Hablamos de la bondad de Dios, del poder de Dios, pero a menudo nos olvidamos de considerar la belleza de Dios. Esta belleza se expresa en la creación. Las primeras páginas de la Biblia en el relato del Génesis dicen: «Y vio Dios que era bueno». Examinando de cerca el texto hebreo, deberíamos traducir este pasaje más bien como: “Y vio Dios que era bello».
Dios es bello en su obra porque es bello en su ser. La luz, que es la primera realidad creada por Dios al principio del mundo, atravesará toda la creación y se irradiará en Cristo, “luz del mundo”, como Él mismo se define. En el Tabor, durante la Transfiguración, los apóstoles descubrieron esta belleza de Jesús que se manifestaba en todo su esplendor. A este resplandor revelado a los discípulos se añaden estas palabras: «Éste es mi Hijo amado, en quien he puesto todo mi amor» (Mt 17).
Esta belleza de Cristo es el resplandor del amor que lo habita.
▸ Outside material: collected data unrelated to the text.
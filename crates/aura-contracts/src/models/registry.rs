use indexmap::IndexMap;

pub const CAPABILITY_CHAT: &str = "chat";
pub const CAPABILITY_STRUCTURED: &str = "structured";
pub const CAPABILITY_IMAGE: &str = "image";

#[derive(Debug, Clone, PartialEq, Eq)]
pub struct ModelSpec {
    pub name: String,
    pub provider: String,
    pub capabilities: Vec<String>,
}

impl ModelSpec {
    pub fn supports(&self, capability: &str) -> bool {
        self.capabilities.iter().any(|item| item == capability)
    }
}

#[derive(Debug, Clone)]
pub struct ModelRegistry {
    models: IndexMap<String, ModelSpec>,
}

impl ModelRegistry {
    pub fn new(models: Option<IndexMap<String, ModelSpec>>) -> Self {
        Self {
            models: models.unwrap_or_else(default_models),
        }
    }

    pub fn get(&self, name: &str) -> Option<&ModelSpec> {
        self.models.get(name)
    }

    /// Models supporting `capability`, optionally restricted to one provider,
    /// in registration order (first entry is the default).
    pub fn by_capability(&self, capability: &str, provider: Option<&str>) -> Vec<ModelSpec> {
        self.models
            .values()
            .filter(|model| model.supports(capability))
            .filter(|model| provider.map_or(true, |name| model.provider == name))
            .cloned()
            .collect()
    }

    pub fn ensure(&self, name: &str, capability: &str, provider: Option<&str>) -> Option<ModelSpec> {
        let model = self.get(name)?;
        if !model.supports(capability) {
            return None;
        }
        if provider.is_some_and(|expected| model.provider != expected) {
            return None;
        }
        Some(model.clone())
    }
}

fn default_models() -> IndexMap<String, ModelSpec> {
    let mut map = IndexMap::new();

    let mut insert = |name: &str, provider: &str, capabilities: &[&str]| {
        map.insert(
            name.to_string(),
            ModelSpec {
                name: name.to_string(),
                provider: provider.to_string(),
                capabilities: capabilities
                    .iter()
                    .map(|item| (*item).to_string())
                    .collect(),
            },
        );
    };

    insert("gemini-3-flash-preview", "gemini", &[CAPABILITY_CHAT, CAPABILITY_STRUCTURED]);
    insert("gemini-3-pro-preview", "gemini", &[CAPABILITY_CHAT, CAPABILITY_STRUCTURED]);
    insert("gemini-2.5-flash", "gemini", &[CAPABILITY_CHAT, CAPABILITY_STRUCTURED]);
    insert("gemini-2.5-flash-image", "gemini", &[CAPABILITY_IMAGE]);
    insert("gemini-3-pro-image-preview", "gemini", &[CAPABILITY_IMAGE]);
    insert("dryrun-text-1", "dryrun", &[CAPABILITY_CHAT, CAPABILITY_STRUCTURED]);
    insert("dryrun-image-1", "dryrun", &[CAPABILITY_IMAGE]);

    map
}

#[cfg(test)]
mod tests {
    use super::*;

    #[test]
    fn default_registry_orders_provider_defaults_first() {
        let registry = ModelRegistry::new(None);
        let text = registry.by_capability(CAPABILITY_STRUCTURED, Some("gemini"));
        assert_eq!(text[0].name, "gemini-3-flash-preview");
        let image = registry.by_capability(CAPABILITY_IMAGE, Some("gemini"));
        assert_eq!(image[0].name, "gemini-2.5-flash-image");
        let dryrun = registry.by_capability(CAPABILITY_IMAGE, Some("dryrun"));
        assert_eq!(dryrun[0].name, "dryrun-image-1");
    }

    #[test]
    fn ensure_checks_capability_and_provider() {
        let registry = ModelRegistry::new(None);
        assert!(registry
            .ensure("gemini-2.5-flash-image", CAPABILITY_IMAGE, Some("gemini"))
            .is_some());
        assert!(registry
            .ensure("gemini-2.5-flash-image", CAPABILITY_CHAT, None)
            .is_none());
        assert!(registry
            .ensure("dryrun-text-1", CAPABILITY_CHAT, Some("gemini"))
            .is_none());
        assert!(registry.ensure("missing", CAPABILITY_CHAT, None).is_none());
    }
}
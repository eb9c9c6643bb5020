use super::registry::{ModelRegistry, ModelSpec};

#[derive(Debug, Clone, PartialEq, Eq)]
pub struct ModelSelection {
    pub model: ModelSpec,
    pub requested: Option<String>,
    pub fallback_reason: Option<String>,
}

#[derive(Debug, Clone)]
pub struct ModelSelector {
    pub registry: ModelRegistry,
}

impl ModelSelector {
    pub fn new(registry: Option<ModelRegistry>) -> Self {
        Self {
            registry: registry.unwrap_or_else(|| ModelRegistry::new(None)),
        }
    }

    pub fn select(
        &self,
        requested: Option<&str>,
        capability: &str,
        provider: Option<&str>,
    ) -> Result<ModelSelection, String> {
        let requested = requested.map(str::trim).filter(|value| !value.is_empty());
        let (fallback_reason, requested_text) = if let Some(requested_value) = requested {
            if let Some(model) = self.registry.ensure(requested_value, capability, provider) {
                return Ok(ModelSelection {
                    model,
                    requested: Some(requested_value.to_string()),
                    fallback_reason: None,
                });
            }
            (
                Some(format!(
                    "Requested model '{requested_value}' unavailable for capability '{capability}'."
                )),
                Some(requested_value.to_string()),
            )
        } else {
            (Some("No model specified; using default.".to_string()), None)
        };

        let candidates = self.registry.by_capability(capability, provider);
        let Some(model) = candidates.first().cloned() else {
            return Err(match provider {
                Some(name) => format!(
                    "No models available for capability '{capability}' on provider '{name}'."
                ),
                None => format!("No models available for capability '{capability}'."),
            });
        };
        Ok(ModelSelection {
            model,
            requested: requested_text,
            fallback_reason,
        })
    }
}

#[cfg(test)]
mod tests {
    use indexmap::IndexMap;

    use crate::models::{ModelRegistry, ModelSelector, ModelSpec, CAPABILITY_IMAGE};

    fn image_model(name: &str, provider: &str) -> ModelSpec {
        ModelSpec {
            name: name.to_string(),
            provider: provider.to_string(),
            capabilities: vec![CAPABILITY_IMAGE.to_string()],
        }
    }

    #[test]
    fn falls_back_when_requested_model_unavailable() {
        let mut models = IndexMap::new();
        models.insert(
            "image-fallback".to_string(),
            image_model("image-fallback", "gemini"),
        );
        let selection = ModelSelector::new(Some(ModelRegistry::new(Some(models))))
            .select(Some("missing"), CAPABILITY_IMAGE, None)
            .unwrap();
        assert_eq!(selection.model.name, "image-fallback");
        assert_eq!(selection.requested.as_deref(), Some("missing"));
        assert_eq!(
            selection.fallback_reason.as_deref(),
            Some("Requested model 'missing' unavailable for capability 'image'.")
        );
    }

    #[test]
    fn blank_request_uses_default_with_explanation() {
        let mut models = IndexMap::new();
        models.insert(
            "image-default".to_string(),
            image_model("image-default", "gemini"),
        );
        let selection = ModelSelector::new(Some(ModelRegistry::new(Some(models))))
            .select(Some("  "), CAPABILITY_IMAGE, None)
            .unwrap();
        assert_eq!(selection.model.name, "image-default");
        assert_eq!(selection.requested, None);
        assert_eq!(
            selection.fallback_reason.as_deref(),
            Some("No model specified; using default.")
        );
    }

    #[test]
    fn provider_mismatch_falls_back_within_provider() {
        let mut models = IndexMap::new();
        models.insert("g-image".to_string(), image_model("g-image", "gemini"));
        models.insert("d-image".to_string(), image_model("d-image", "dryrun"));
        let selection = ModelSelector::new(Some(ModelRegistry::new(Some(models))))
            .select(Some("g-image"), CAPABILITY_IMAGE, Some("dryrun"))
            .unwrap();
        assert_eq!(selection.model.name, "d-image");
        assert!(selection.fallback_reason.is_some());
    }

    #[test]
    fn errors_when_no_models_for_capability() {
        let err = ModelSelector::new(Some(ModelRegistry::new(Some(IndexMap::new()))))
            .select(None, CAPABILITY_IMAGE, Some("gemini"))
            .err()
            .unwrap_or_default();
        assert_eq!(
            err,
            "No models available for capability 'image' on provider 'gemini'."
        );
    }
}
Ella, sin embargo, permanecerá sometida, contenida, reservada durante toda su vida. Pero se extenderá entre aquellos que entren en contacto con Jesús. Como decía san Juan de la Cruz: «Al pasar entre los hombres, Jesús lo cubre todo con su belleza».
Las diversas apariciones de la Virgen María a lo largo del mundo y a lo largo de la historia demuestran que su belleza brota de su ser a través del contacto con Jesús. “Tu Dios será tu esplendor”, había profetizado Isaías (60, 19).
La santidad de María se debe a su humildad, transparencia y pureza. Preservada del pecado original por pura consideración de Dios, María “es más joven que el pecado”, como dijo Bernanos*. María encontró gracia ante Dios desde su concepción. Ella está “llena de gracia”, como recitamos en el avemaría. La fiesta de la Inmaculada Concepción honra la elección de Dios que permitió a la Virgen beneficiarse, antes de tiempo, de los frutos de la Redención. La belleza de María que contemplamos y que los artistas han manifestado en sus creaciones a lo largo de los tiempos, subraya esta transparencia de su cuerpo y alma.